The screen doesn’t help. Like the Pebble Steel, there’s an LCD e-paper display that’s much kinder on battery life, but resembles a prehistoric Casio, or Game Boy watch, which left some curious friends aghast.
Hardened Pebble fans will point to the impressive battery longevity and that fact that the pared back features simply don’t need an OLED screen to be effective, but it’s simply not enjoyable to use – whatever the technical benefits.
Finally, the added activity tracking does bring the Pebble up-to-date, however, we did find it a little temperamental. We used the Misfit app, and it perfectly mirrored steps and activity monitored by other trackers, showing that the tech was sound – until it stopped tracking altogether.
We had to reset the device multiple times when tracking froze, which wasn’t an ideal experience.

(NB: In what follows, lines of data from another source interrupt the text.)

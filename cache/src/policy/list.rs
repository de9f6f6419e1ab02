use crate::entry::Entry;
use crate::value::Value;

use ahash::HashMap;
use generational_arena::{Arena, Index};

/// Something that can live in an [`OrderedList`]: it has a key and a size.
pub(crate) trait ListItem {
  fn key(&self) -> &str;
  fn weight(&self) -> u64;
}

impl<V: Value> ListItem for Entry<V> {
  fn key(&self) -> &str {
    &self.key
  }

  fn weight(&self) -> u64 {
    self.size()
  }
}

/// A key remembered after its value was evicted (ARC ghost lists).
#[derive(Debug, Clone)]
pub(crate) struct Ghost {
  pub(crate) key: String,
  pub(crate) size: u64,
}

impl ListItem for Ghost {
  fn key(&self) -> &str {
    &self.key
  }

  fn weight(&self) -> u64 {
    self.size
  }
}

#[derive(Debug)]
struct Node<T> {
  item: T,
  weight: u64,
  prev: Option<Index>,
  next: Option<Index>,
}

/// A doubly linked list with O(1) keyed access, backed by an arena.
///
/// The front holds the oldest (or least recently used) item, the back the
/// newest. The list tracks the summed weight of its items.
#[derive(Debug)]
pub(crate) struct OrderedList<T> {
  nodes: Arena<Node<T>>,
  lookup: HashMap<String, Index>,
  head: Option<Index>,
  tail: Option<Index>,
  weight: u64,
}

impl<T> OrderedList<T> {
  pub(crate) fn len(&self) -> usize {
    self.lookup.len()
  }

  pub(crate) fn is_empty(&self) -> bool {
    self.lookup.is_empty()
  }
}

impl<T: ListItem> OrderedList<T> {
  pub(crate) fn new() -> Self {
    Self {
      nodes: Arena::new(),
      lookup: HashMap::default(),
      head: None,
      tail: None,
      weight: 0,
    }
  }

  // Detaches a node from its neighbours without freeing it.
  fn unlink(&mut self, index: Index) {
    let (prev, next) = {
      let node = &self.nodes[index];
      (node.prev, node.next)
    };

    match prev {
      Some(prev) => self.nodes[prev].next = next,
      None => self.head = next,
    }
    match next {
      Some(next) => self.nodes[next].prev = prev,
      None => self.tail = prev,
    }
  }

  fn link_back(&mut self, index: Index) {
    let old_tail = self.tail;
    {
      let node = &mut self.nodes[index];
      node.prev = old_tail;
      node.next = None;
    }
    match old_tail {
      Some(old_tail) => self.nodes[old_tail].next = Some(index),
      None => self.head = Some(index),
    }
    self.tail = Some(index);
  }

  pub(crate) fn weight(&self) -> u64 {
    self.weight
  }

  pub(crate) fn contains(&self, key: &str) -> bool {
    self.lookup.contains_key(key)
  }

  pub(crate) fn get(&self, key: &str) -> Option<&T> {
    let index = *self.lookup.get(key)?;
    self.nodes.get(index).map(|node| &node.item)
  }

  /// Appends a new item at the back. The key must not already be present.
  pub(crate) fn push_back(&mut self, item: T) {
    debug_assert!(!self.contains(item.key()));
    let key = item.key().to_owned();
    let weight = item.weight();
    let index = self.nodes.insert(Node {
      item,
      weight,
      prev: None,
      next: None,
    });
    self.lookup.insert(key, index);
    self.weight += weight;
    self.link_back(index);
  }

  /// Mutates an item in place, optionally moving it to the back.
  ///
  /// The item's weight is re-read after `f` runs so the list total stays
  /// accurate. Returns `None` if the key is absent.
  pub(crate) fn update<R>(&mut self, key: &str, to_back: bool, f: impl FnOnce(&mut T) -> R) -> Option<R> {
    let index = *self.lookup.get(key)?;
    let (result, old_weight, new_weight) = {
      let node = &mut self.nodes[index];
      let old_weight = node.weight;
      let result = f(&mut node.item);
      node.weight = node.item.weight();
      (result, old_weight, node.weight)
    };
    self.weight = self.weight - old_weight + new_weight;

    if to_back && self.tail != Some(index) {
      self.unlink(index);
      self.link_back(index);
    }
    Some(result)
  }

  pub(crate) fn remove(&mut self, key: &str) -> Option<T> {
    let index = self.lookup.remove(key)?;
    self.unlink(index);
    let node = self.nodes.remove(index)?;
    self.weight -= node.weight;
    Some(node.item)
  }

  /// Removes and returns the front (oldest) item.
  pub(crate) fn pop_front(&mut self) -> Option<T> {
    let head = self.head?;
    let key = self.nodes[head].item.key().to_owned();
    self.remove(&key)
  }

  /// Keys whose items match `pred`, front to back.
  pub(crate) fn keys_where(&self, mut pred: impl FnMut(&T) -> bool) -> Vec<String> {
    let mut keys = Vec::new();
    let mut current = self.head;
    while let Some(index) = current {
      let node = &self.nodes[index];
      if pred(&node.item) {
        keys.push(node.item.key().to_owned());
      }
      current = node.next;
    }
    keys
  }

  pub(crate) fn clear(&mut self) {
    self.nodes.clear();
    self.lookup.clear();
    self.head = None;
    self.tail = None;
    self.weight = 0;
  }

  // Front-to-back key order, for assertions.
  #[cfg(test)]
  pub(crate) fn keys(&self) -> Vec<String> {
    self.keys_where(|_| true)
  }
}

#[cfg(test)]
mod tests {
  use super::*;

  fn ghost(key: &str, size: u64) -> Ghost {
    Ghost {
      key: key.to_owned(),
      size,
    }
  }

  #[test]
  fn new_list_is_empty() {
    let list = OrderedList::<Ghost>::new();
    assert!(list.is_empty());
    assert_eq!(list.weight(), 0);
    assert!(!list.contains("a"));
    assert!(list.keys().is_empty());
  }

  #[test]
  fn push_back_appends_in_order() {
    let mut list = OrderedList::new();
    list.push_back(ghost("a", 5));
    list.push_back(ghost("b", 2));

    assert_eq!(list.keys(), vec!["a", "b"]);
    assert_eq!(list.weight(), 7);
    assert_eq!(list.len(), 2);
  }

  #[test]
  fn update_can_move_to_back_and_reweigh() {
    let mut list = OrderedList::new();
    list.push_back(ghost("a", 1));
    list.push_back(ghost("b", 1));
    list.push_back(ghost("c", 1));

    list.update("a", true, |g| g.size = 10);
    assert_eq!(list.keys(), vec!["b", "c", "a"]);
    assert_eq!(list.weight(), 12);

    list.update("b", false, |g| g.size = 2);
    assert_eq!(list.keys(), vec!["b", "c", "a"], "in-place update keeps position");
    assert_eq!(list.weight(), 13);

    assert!(list.update("zzz", true, |_| ()).is_none());
  }

  #[test]
  fn pop_front_returns_oldest() {
    let mut list = OrderedList::new();
    list.push_back(ghost("a", 1));
    list.push_back(ghost("b", 2));
    list.push_back(ghost("c", 3));

    let popped = list.pop_front().unwrap();
    assert_eq!(popped.key, "a");
    assert_eq!(list.weight(), 5);
    assert_eq!(list.keys(), vec!["b", "c"]);
  }

  #[test]
  fn pop_front_on_single_and_empty_list() {
    let mut list = OrderedList::new();
    list.push_back(ghost("a", 10));
    assert_eq!(list.pop_front().map(|g| g.key), Some("a".to_owned()));
    assert!(list.is_empty());
    assert!(list.pop_front().is_none());
    assert_eq!(list.weight(), 0);
  }

  #[test]
  fn remove_from_middle_relinks_neighbours() {
    let mut list = OrderedList::new();
    list.push_back(ghost("a", 1));
    list.push_back(ghost("b", 2));
    list.push_back(ghost("c", 3));

    assert_eq!(list.remove("b").map(|g| g.size), Some(2));
    assert_eq!(list.keys(), vec!["a", "c"]);
    assert_eq!(list.weight(), 4);
    assert!(list.remove("b").is_none());

    // Removing the tail then appending must keep links intact.
    list.remove("c");
    list.push_back(ghost("d", 1));
    assert_eq!(list.keys(), vec!["a", "d"]);
  }

  #[test]
  fn keys_where_filters_front_to_back() {
    let mut list = OrderedList::new();
    list.push_back(ghost("a", 1));
    list.push_back(ghost("b", 5));
    list.push_back(ghost("c", 7));
    assert_eq!(list.keys_where(|g| g.size > 2), vec!["b", "c"]);
  }

  #[test]
  fn clear_resets_list() {
    let mut list = OrderedList::new();
    list.push_back(ghost("a", 10));
    list.push_back(ghost("b", 20));
    list.clear();
    assert!(list.is_empty());
    assert_eq!(list.weight(), 0);
    assert!(list.get("a").is_none());
  }
}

Pebble smartwatch: Usability
One of Pebble’s greatest traits is that it doesn’t attempt to do too much. Yes there’s a host of Pebble apps to choose from, but it’s far from a smartphone replacement. It’s a wrist-based companion to your phone, and in case you weren’t aware, it requires a permanent connection to your handset.
Its main function is to provide an at-a-glance summary of your notifications, and it’s compatible with early every communication app we owned. Call, text, Facebook, WhatsApp and Facebook Messenger alerts were all shown on the device, and you can look back through correspondence by heading to the notifications menu on the device.
Our only issue was that often we seemed to miss notifications, and it seemed somewhat haphazard. Often the alert wouldn’t buzz and we’d later find it displayed on the homepage, and other times we’d get nothing.
Pebble smartwatch: Battery life
If there’s one reason to buy the Pebble over the current crop of Android watches it’s the battery life. While you’d be lucky to get a couple of days from the LG G Watch R or Moto 360, you should easily manage five or six from the Pebble. It means you don’t need to pack your charger for a weekend break, which is handy given that it uses a proprietary connector, like most wearable devices.
Pebble smartwatch: Apps
There’s a huge selection of apps, many of which work from the watch directly and others that require a companion app installed on your phone. Many apps don’t really do what you’d hope, and the poor display renders others useless.
There are maps as clear as ancient Roman scrolls, a Foursquare check-in app called Swarm that never worked, and the Misfit app that regularly stopped working. It’ a hit and miss process, better suited to those who like to get their hands dirty when it comes to tech, rather than people who enjoy that blissful “it just works” mentality.
The Pebble companion app itself is very easy to use, enabling you to search and add apps with extreme easy. There’s a limited amount of customization, and you can tinker with the watchfaces (hardly pleasing given the screen quality) but it’s not possible to shut off types of notification, for example.